SUBJECTS, MATERIALS, AND METHODS

     Study design.     Children included in the study were hospitalized because of RSV bronchiolitis during the period 1992 2000. RSV infection was confirmed by direct immunofluorescent assay of nasopharyngeal cells. Blood samples or buccal swabs were collected from 200 children and from both of the parents of each child for DNA isolation. In 7 cases, samples were obtained from the child and the mother only. All parents completed a questionnaire that gathered medical data and information about pregnancy and ethnic origin. As far as possible, the medical data were verified against clinical records. A subset of the children (110 children) from the Wilhelmina Children's Hospital took part in a follow-up study that examined recurrent wheezing that occurred as a result of RSV infection [39, 40]. An unselected control population of 447 persons born in The Netherlands (37% of whom were women) was randomly taken from the REGENBOOG study, a large Dutch population health examination survey [41]. In this survey, a random sample of the Dutch population was interviewed, and 30% of those individuals participated in an additional health examination at a municipal health center.

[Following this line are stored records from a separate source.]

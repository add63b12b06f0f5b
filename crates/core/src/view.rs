//! Presentation model handed to a front end: page headings, line chart data, raw table and
//! metric cards. Rendering itself happens elsewhere.

use crate::domain::prediction::{
    PricePoint, Selection, COLUMNS, COL_ACTUAL_CLOSE, COL_PREDICTED_CLOSE,
};
use crate::metrics::MetricsSummary;
use chrono::NaiveDate;
use serde::Serialize;

#[derive(Debug, Clone, Serialize)]
pub struct DashboardView {
    pub title: String,
    pub caption: String,
    pub selection: Selection,
    pub chart: LineChart,
    pub table: PriceTable,
    /// `None` renders as "no data".
    pub metrics: Option<MetricsPanel>,
}

#[derive(Debug, Clone, Serialize)]
pub struct LineChart {
    pub title: String,
    pub x_label: &'static str,
    pub y_label: &'static str,
    pub legend_label: &'static str,
    pub x: Vec<NaiveDate>,
    pub series: Vec<ChartSeries>,
}

#[derive(Debug, Clone, Serialize)]
pub struct ChartSeries {
    pub name: &'static str,
    pub values: Vec<Option<f64>>,
}

#[derive(Debug, Clone, Serialize)]
pub struct PriceTable {
    pub heading: &'static str,
    pub columns: [&'static str; 4],
    pub rows: Vec<PricePoint>,
}

#[derive(Debug, Clone, Serialize)]
pub struct MetricsPanel {
    pub heading: &'static str,
    pub summary: MetricsSummary,
    pub cards: Vec<MetricCard>,
}

#[derive(Debug, Clone, PartialEq, Eq, Serialize)]
pub struct MetricCard {
    pub label: &'static str,
    pub value: String,
}

impl DashboardView {
    pub fn build(
        selection: Selection,
        rows: Vec<PricePoint>,
        metrics: Option<MetricsSummary>,
    ) -> Self {
        let title = format!("Price Prediction Dashboard: {}", selection.symbol);
        let caption = format!(
            "Showing data from {} to {}",
            selection.start_date, selection.end_date
        );
        let chart = LineChart::from_rows(&selection.symbol, &rows);

        Self {
            title,
            caption,
            selection,
            chart,
            table: PriceTable {
                heading: "Underlying Data",
                columns: COLUMNS,
                rows,
            },
            metrics: metrics.map(MetricsPanel::from_summary),
        }
    }
}

impl LineChart {
    fn from_rows(symbol: &str, rows: &[PricePoint]) -> Self {
        Self {
            title: format!("Actual vs Predicted Close Price for {symbol}"),
            x_label: "Date",
            y_label: "Price",
            legend_label: "Legend",
            x: rows.iter().map(|p| p.date).collect(),
            series: vec![
                ChartSeries {
                    name: COL_ACTUAL_CLOSE,
                    values: rows.iter().map(|p| p.actual_close).collect(),
                },
                ChartSeries {
                    name: COL_PREDICTED_CLOSE,
                    values: rows.iter().map(|p| Some(p.predicted_close)).collect(),
                },
            ],
        }
    }
}

impl MetricsPanel {
    fn from_summary(summary: MetricsSummary) -> Self {
        Self {
            heading: "Model Performance Metrics",
            cards: vec![
                MetricCard {
                    label: "RMSE",
                    value: format_metric(Some(summary.rmse)),
                },
                MetricCard {
                    label: "MAE",
                    value: format_metric(Some(summary.mae)),
                },
                MetricCard {
                    label: "R²",
                    value: format_metric(summary.r2),
                },
            ],
            summary,
        }
    }
}

pub fn format_metric(value: Option<f64>) -> String {
    match value {
        Some(v) => format!("{v:.3}"),
        None => "n/a".to_string(),
    }
}
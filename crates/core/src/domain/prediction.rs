use chrono::NaiveDate;
use serde::{Deserialize, Serialize};

pub const COL_DATE: &str = "DATE";
pub const COL_SYMBOL: &str = "SYMBOL";
pub const COL_ACTUAL_CLOSE: &str = "NEXT_DAY_CLOSE";
pub const COL_PREDICTED_CLOSE: &str = "PREDICTED_CLOSE";

/// Column order of the raw table, matching the warehouse projection.
pub const COLUMNS: [&str; 4] = [COL_DATE, COL_SYMBOL, COL_ACTUAL_CLOSE, COL_PREDICTED_CLOSE];

/// One row of `PREDICTED_PRICES`. Serialized with the warehouse column names so the raw table
/// handed to a front end carries the same headers the warehouse does.
#[derive(Debug, Clone, PartialEq, Serialize, Deserialize)]
pub struct PricePoint {
    #[serde(rename = "DATE")]
    pub date: NaiveDate,
    #[serde(rename = "SYMBOL")]
    pub symbol: String,
    /// Realized next-day close. Unknown for the most recent date until the market settles it.
    #[serde(rename = "NEXT_DAY_CLOSE", default)]
    pub actual_close: Option<f64>,
    #[serde(rename = "PREDICTED_CLOSE")]
    pub predicted_close: f64,
}

#[derive(Debug, Clone, Copy, PartialEq, Eq, Serialize, Deserialize)]
pub struct DateBounds {
    pub min_date: NaiveDate,
    pub max_date: NaiveDate,
}

impl DateBounds {
    pub fn clamp(&self, date: NaiveDate) -> NaiveDate {
        date.clamp(self.min_date, self.max_date)
    }
}

/// Current state of the dashboard controls.
#[derive(Debug, Clone, PartialEq, Eq, Serialize, Deserialize)]
pub struct Selection {
    pub symbol: String,
    pub start_date: NaiveDate,
    pub end_date: NaiveDate,
}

There were no major differences, with respect to many background and health-related variables, between participants interviewed at home and those who underwent physical examination.

     The mean age of the children at the time of hospitalization was 115 days (SD, 111 days). Of the 207 children included in the study, 148 were native Dutch (their parents and grandparents were born in The Netherlands and consider themselves to be native Dutch); the mean age of this group at the time of hospitalization was 113 days (SD, 96 days). At the time of inclusion in the present study, the mean age for all children was 3.4 years (SD, 1.1 year).

     DNA isolation.     DNA was isolated from blood samples or, when blood was not available, from buccal swabs, using the QIAamp DNA Blood Mini or Midi Kit (Qiagen). DNA from blood samples from parents was obtained using an isolation kit for mammalian blood (Roche). For the control population (REGENBOOG samples), genomic DNA was extracted from buffy coats by digestion with proteinase K, followed by salting out with potassium acetate and chloroform/isoamyl alcohol extraction [42]. The DNA concentration was determined using PicoGreen (Molecular Probes).

     Polymerase chain reaction (PCR) amplification and genotyping.     All hospitalized children, parents, and adult control subjects were genotyped for polymorphisms in the IL-4 gene (C-590T) and the IL-4R gene (I50V and Q551R) by PCRrestriction fragmentlength polymorphism analysis. Primers and experimental conditions are listed in . All PCRs were performed on a GeneAmp PCR system 9700 (Applied Biosystems), with an initial denaturation step of 6 min at 95°C and then 35 cycles of the specific program. The program ended with an additional 10 min at 72°C. PCR products were digested, electrophoresed in 3% agarose gel with ethidium bromide, and visualized by UV transillumination. Two different investigators independently evaluated the gels.

fig.ommitted

Table 1.          Polymerase chain reaction (PCR) conditions, primers, and restriction enzymes used to determine genetic variations at polymorphic sites in the interleukin (IL)4 and IL-4 receptor  (IL-4R) genes.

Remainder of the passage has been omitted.